**Exercise description**
The output must be the data, printed exactly as written.

[Stored items]
-=-=-=-=-
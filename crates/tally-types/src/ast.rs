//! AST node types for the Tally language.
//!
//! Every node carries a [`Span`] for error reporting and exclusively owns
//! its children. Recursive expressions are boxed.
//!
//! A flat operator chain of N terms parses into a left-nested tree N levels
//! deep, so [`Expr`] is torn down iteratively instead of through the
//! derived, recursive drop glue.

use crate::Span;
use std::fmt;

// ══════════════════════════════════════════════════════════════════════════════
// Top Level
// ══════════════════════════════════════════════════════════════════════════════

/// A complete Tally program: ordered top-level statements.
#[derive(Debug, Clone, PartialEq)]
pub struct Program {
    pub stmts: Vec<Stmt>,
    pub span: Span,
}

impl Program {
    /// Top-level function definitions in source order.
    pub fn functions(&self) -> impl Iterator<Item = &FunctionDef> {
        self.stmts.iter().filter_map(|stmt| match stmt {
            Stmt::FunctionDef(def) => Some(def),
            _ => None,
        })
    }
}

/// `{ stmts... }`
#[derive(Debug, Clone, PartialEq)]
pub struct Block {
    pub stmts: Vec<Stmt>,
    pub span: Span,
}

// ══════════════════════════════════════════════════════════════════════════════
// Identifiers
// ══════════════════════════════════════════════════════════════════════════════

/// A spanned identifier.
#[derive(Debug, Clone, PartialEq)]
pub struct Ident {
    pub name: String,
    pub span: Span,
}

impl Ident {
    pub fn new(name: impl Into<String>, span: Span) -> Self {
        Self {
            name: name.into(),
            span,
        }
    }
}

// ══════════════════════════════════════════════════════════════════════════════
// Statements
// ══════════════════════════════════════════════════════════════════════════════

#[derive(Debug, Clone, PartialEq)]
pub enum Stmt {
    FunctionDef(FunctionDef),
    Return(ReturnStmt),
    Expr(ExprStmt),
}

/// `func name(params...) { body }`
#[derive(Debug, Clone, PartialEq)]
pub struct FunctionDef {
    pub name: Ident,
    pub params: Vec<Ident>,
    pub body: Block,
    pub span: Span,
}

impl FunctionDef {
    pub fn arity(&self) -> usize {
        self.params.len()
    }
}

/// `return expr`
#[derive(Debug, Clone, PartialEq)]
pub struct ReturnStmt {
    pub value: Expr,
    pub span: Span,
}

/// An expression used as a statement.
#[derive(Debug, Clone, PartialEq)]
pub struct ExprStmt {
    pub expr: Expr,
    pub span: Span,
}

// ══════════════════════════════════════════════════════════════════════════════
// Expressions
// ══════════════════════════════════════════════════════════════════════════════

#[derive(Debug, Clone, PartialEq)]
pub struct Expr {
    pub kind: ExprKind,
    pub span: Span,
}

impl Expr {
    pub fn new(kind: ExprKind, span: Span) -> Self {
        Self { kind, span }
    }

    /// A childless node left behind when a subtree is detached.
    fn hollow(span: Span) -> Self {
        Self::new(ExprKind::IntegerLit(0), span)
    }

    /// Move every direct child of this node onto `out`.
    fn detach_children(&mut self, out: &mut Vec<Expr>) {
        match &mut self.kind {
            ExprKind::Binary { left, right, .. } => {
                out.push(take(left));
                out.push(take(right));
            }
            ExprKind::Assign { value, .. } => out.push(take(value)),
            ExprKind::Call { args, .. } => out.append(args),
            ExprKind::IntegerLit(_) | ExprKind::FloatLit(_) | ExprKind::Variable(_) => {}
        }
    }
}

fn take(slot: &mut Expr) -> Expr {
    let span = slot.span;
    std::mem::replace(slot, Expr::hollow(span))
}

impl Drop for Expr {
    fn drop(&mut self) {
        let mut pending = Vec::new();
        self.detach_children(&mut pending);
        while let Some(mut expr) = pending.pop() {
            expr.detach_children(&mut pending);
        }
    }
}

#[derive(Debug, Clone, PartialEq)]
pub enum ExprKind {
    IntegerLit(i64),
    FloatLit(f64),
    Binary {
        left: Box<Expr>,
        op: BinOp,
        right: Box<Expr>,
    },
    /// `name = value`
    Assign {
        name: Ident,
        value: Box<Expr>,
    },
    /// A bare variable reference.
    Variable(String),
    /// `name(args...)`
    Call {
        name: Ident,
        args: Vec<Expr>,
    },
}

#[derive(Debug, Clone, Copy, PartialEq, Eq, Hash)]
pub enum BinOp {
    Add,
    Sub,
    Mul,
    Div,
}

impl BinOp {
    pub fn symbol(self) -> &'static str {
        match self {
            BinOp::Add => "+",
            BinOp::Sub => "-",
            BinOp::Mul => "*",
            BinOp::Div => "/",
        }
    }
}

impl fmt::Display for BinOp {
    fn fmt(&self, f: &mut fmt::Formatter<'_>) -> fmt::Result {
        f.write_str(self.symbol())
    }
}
-=-=-=-=-
**Response box**
filename crates/tally-types/src/ast.rs
//! AST node types for the Tally language.
//!
//! Every node carries a [`Span`] for error reporting and exclusively owns
//! its children. Recursive expressions are boxed.
//!
//! A flat operator chain of N terms parses into a left-nested tree N levels
//! deep, so [`Expr`] is torn down iteratively instead of through the
//! derived, recursive drop glue.

use crate::Span;
use std::fmt;

// ══════════════════════════════════════════════════════════════════════════════
// Top Level
// ══════════════════════════════════════════════════════════════════════════════

/// A complete Tally program: ordered top-level statements.
#[derive(Debug, Clone, PartialEq)]
pub struct Program {
    pub stmts: Vec<Stmt>,
    pub span: Span,
}

impl Program {
    /// Top-level function definitions in source order.
    pub fn functions(&self) -> impl Iterator<Item = &FunctionDef> {
        self.stmts.iter().filter_map(|stmt| match stmt {
            Stmt::FunctionDef(def) => Some(def),
            _ => None,
        })
    }
}

/// `{ stmts... }`
#[derive(Debug, Clone, PartialEq)]
pub struct Block {
    pub stmts: Vec<Stmt>,
    pub span: Span,
}

// ══════════════════════════════════════════════════════════════════════════════
// Identifiers
// ══════════════════════════════════════════════════════════════════════════════

/// A spanned identifier.
#[derive(Debug, Clone, PartialEq)]
pub struct Ident {
    pub name: String,
    pub span: Span,
}

impl Ident {
    pub fn new(name: impl Into<String>, span: Span) -> Self {
        Self {
            name: name.into(),
            span,
        }
    }
}

// ══════════════════════════════════════════════════════════════════════════════
// Statements
// ══════════════════════════════════════════════════════════════════════════════

#[derive(Debug, Clone, PartialEq)]
pub enum Stmt {
    FunctionDef(FunctionDef),
    Return(ReturnStmt),
    Expr(ExprStmt),
}

/// `func name(params...) { body }`
#[derive(Debug, Clone, PartialEq)]
pub struct FunctionDef {
    pub name: Ident,
    pub params: Vec<Ident>,
    pub body: Block,
    pub span: Span,
}

impl FunctionDef {
    pub fn arity(&self) -> usize {
        self.params.len()
    }
}

/// `return expr`
#[derive(Debug, Clone, PartialEq)]
pub struct ReturnStmt {
    pub value: Expr,
    pub span: Span,
}

/// An expression used as a statement.
#[derive(Debug, Clone, PartialEq)]
pub struct ExprStmt {
    pub expr: Expr,
    pub span: Span,
}

// ══════════════════════════════════════════════════════════════════════════════
// Expressions
// ══════════════════════════════════════════════════════════════════════════════

#[derive(Debug, Clone, PartialEq)]
pub struct Expr {
    pub kind: ExprKind,
    pub span: Span,
}

impl Expr {
    pub fn new(kind: ExprKind, span: Span) -> Self {
        Self { kind, span }
    }

    /// A childless node left behind when a subtree is detached.
    fn hollow(span: Span) -> Self {
        Self::new(ExprKind::IntegerLit(0), span)
    }

    /// Move every direct child of this node onto `out`.
    fn detach_children(&mut self, out: &mut Vec<Expr>) {
        match &mut self.kind {
            ExprKind::Binary { left, right, .. } => {
                out.push(take(left));
                out.push(take(right));
            }
            ExprKind::Assign { value, .. } => out.push(take(value)),
            ExprKind::Call { args, .. } => out.append(args),
            ExprKind::IntegerLit(_) | ExprKind::FloatLit(_) | ExprKind::Variable(_) => {}
        }
    }
}

fn take(slot: &mut Expr) -> Expr {
    let span = slot.span;
    std::mem::replace(slot, Expr::hollow(span))
}

impl Drop for Expr {
    fn drop(&mut self) {
        let mut pending = Vec::new();
        self.detach_children(&mut pending);
        while let Some(mut expr) = pending.pop() {
            expr.detach_children(&mut pending);
        }
    }
}

#[derive(Debug, Clone, PartialEq)]
pub enum ExprKind {
    IntegerLit(i64),
    FloatLit(f64),
    Binary {
        left: Box<Expr>,
        op: BinOp,
        right: Box<Expr>,
    },
    /// `name = value`
    Assign {
        name: Ident,
        value: Box<Expr>,
    },
    /// A bare variable reference.
    Variable(String),
    /// `name(args...)`
    Call {
        name: Ident,
        args: Vec<Expr>,
    },
}

#[derive(Debug, Clone, Copy, PartialEq, Eq, Hash)]
pub enum BinOp {
    Add,
    Sub,
    Mul,
    Div,
}

impl BinOp {
    pub fn symbol(self) -> &'static str {
        match self {
            BinOp::Add => "+",
            BinOp::Sub => "-",
            BinOp::Mul => "*",
            BinOp::Div => "/",
        }
    }
}

impl fmt::Display for BinOp {
    fn fmt(&self, f: &mut fmt::Formatter<'_>) -> fmt::Result {
        f.write_str(self.symbol())
    }
}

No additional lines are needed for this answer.